Project to subspaces: Each head projects to d_k = d_model / h dimensions
- Q_i = X · W_Q^(i)
- K_i = X · W_K^(i)
- V_i = X · W_V^(i)
Parallel attention: Apply scaled dot-product attention to each head independently
- head_i = Attention(Q_i, K_i, V_i)
Concatenate: MultiHead(Q, K, V) = Concat(head_1, …, head_h) · W_O
Output projection: Linear transformation W_O combines head outputs

Example

# 8-head attention; d_model = 512, so d_k = 64 per head

Input: "the cat sat on the mat"  (6 tokens × 512-dim)

Head 1: Learns article-noun agreement
  "the" attends to "cat", "mat"

Head 2: Learns verb-subject relations
  "sat" attends to "cat"
  "cat" attends to "the"

Head 3: Learns spatial relations
  "on" attends to "mat", "sat"

... (5 more heads learning different patterns)

Output: Concatenate 8 heads (8 × 64 = 512-dim) → project

Variants and history

Multi-head attention was introduced in the Transformer paper (Vaswani et al., 2017).
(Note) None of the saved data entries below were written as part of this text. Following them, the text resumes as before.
//! # Report Paint
//!
//! A box-layout and paint engine for printable reports.
//!
//! A report is a tree of items (frames, text, checkboxes, images) with
//! declared sizes in millimetres, insets, alignment flags and fill ratios.
//! The engine computes the final rectangle of every item in a single
//! top-down pass and then paints the tree onto any [`paint::Surface`]:
//! a screen preview, a printer, or the recording surface used by tests and
//! the CLI.
//!
//! ## Architecture
//!
//! ```text
//! Input (JSON/API)
//!       ↓
//!   [model]    - Report items, page size, custom fonts
//!       ↓
//!   [boxtree]  - Arena of nodes with mutable rectangles, style caches
//!       ↓
//!   [layout]   - Measure, place, grow springs, align (mm)
//!       ↓
//!   [paint]    - Fill pass, border pass (device units via [units])
//!       ↓
//!   Surface    - Screen, printer, or recorded draw ops
//! ```

pub mod boxtree;
pub mod error;
pub mod font;
pub mod geometry;
pub mod image_loader;
pub mod layout;
pub mod model;
pub mod paint;
pub mod picture;
pub mod style;
pub mod text;
pub mod units;

use boxtree::BoxTree;
use error::ReportError;
use font::FontContext;
use layout::LayoutEngine;
use model::ReportDocument;
use paint::{DrawOp, Painter, RecordingSurface, RenderOptions};
use units::DeviceMetrics;

/// Build the box tree for a document and lay it out on its page.
pub fn layout_document<'a>(
    document: &'a ReportDocument,
    font_context: &FontContext,
) -> Result<BoxTree<'a>, ReportError> {
    let mut tree = BoxTree::build(&document.root);
    LayoutEngine::new().layout(&mut tree, document.page_rect(), font_context)?;
    Ok(tree)
}

/// Paint settings derived from the document: page count and the selected
/// node, resolved from its item id.
pub fn render_options(document: &ReportDocument, tree: &BoxTree<'_>) -> RenderOptions {
    let selected = document.selected.as_deref().and_then(|id| {
        let found = tree.find_by_id(id);
        if found.is_none() {
            log::warn!("selected item '{}' not found", id);
        }
        found
    });

    RenderOptions {
        page_count: document.page_count,
        selected,
        mark_editable: false,
    }
}

/// Lay out and paint a document, returning the recorded draw operations.
///
/// This is the primary entry point.
pub fn render(document: &ReportDocument, metrics: DeviceMetrics) -> Result<Vec<DrawOp>, ReportError> {
    let mut font_context = FontContext::new();
    document.register_fonts(&mut font_context);

    let tree = layout_document(document, &font_context)?;
    let painter = Painter::new(&font_context, render_options(document, &tree));
    let mut surface = RecordingSurface::new(metrics);
    painter.draw_tree(&tree, &mut surface)?;
    Ok(surface.into_ops())
}

/// Render a document described as JSON.
pub fn render_json(json: &str, metrics: DeviceMetrics) -> Result<Vec<DrawOp>, ReportError> {
    let document = ReportDocument::from_json(json)?;
    render(&document, metrics)
}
The paper showed empirically that multiple heads each specialize: some capture local syntax, others distant semantic relations. Variants include sparse attention (limit which heads or positions attend), cross-attention with different input/output spaces, and factorized attention (decompose heads further). 8–16 heads is standard; larger models use more heads.

When to use it

Use multi-head attention in:

Transformer encoder-decoder architectures
Any task where diverse interaction patterns help
When you have sufficient model capacity
Building flexible, adaptable attention layers

Multi-head attention is standard in transformers. Cost: h × O(n^2) if implemented naively, but implemented efficiently in parallel. Trade-off: more heads capture more patterns but consume more parameters and computation.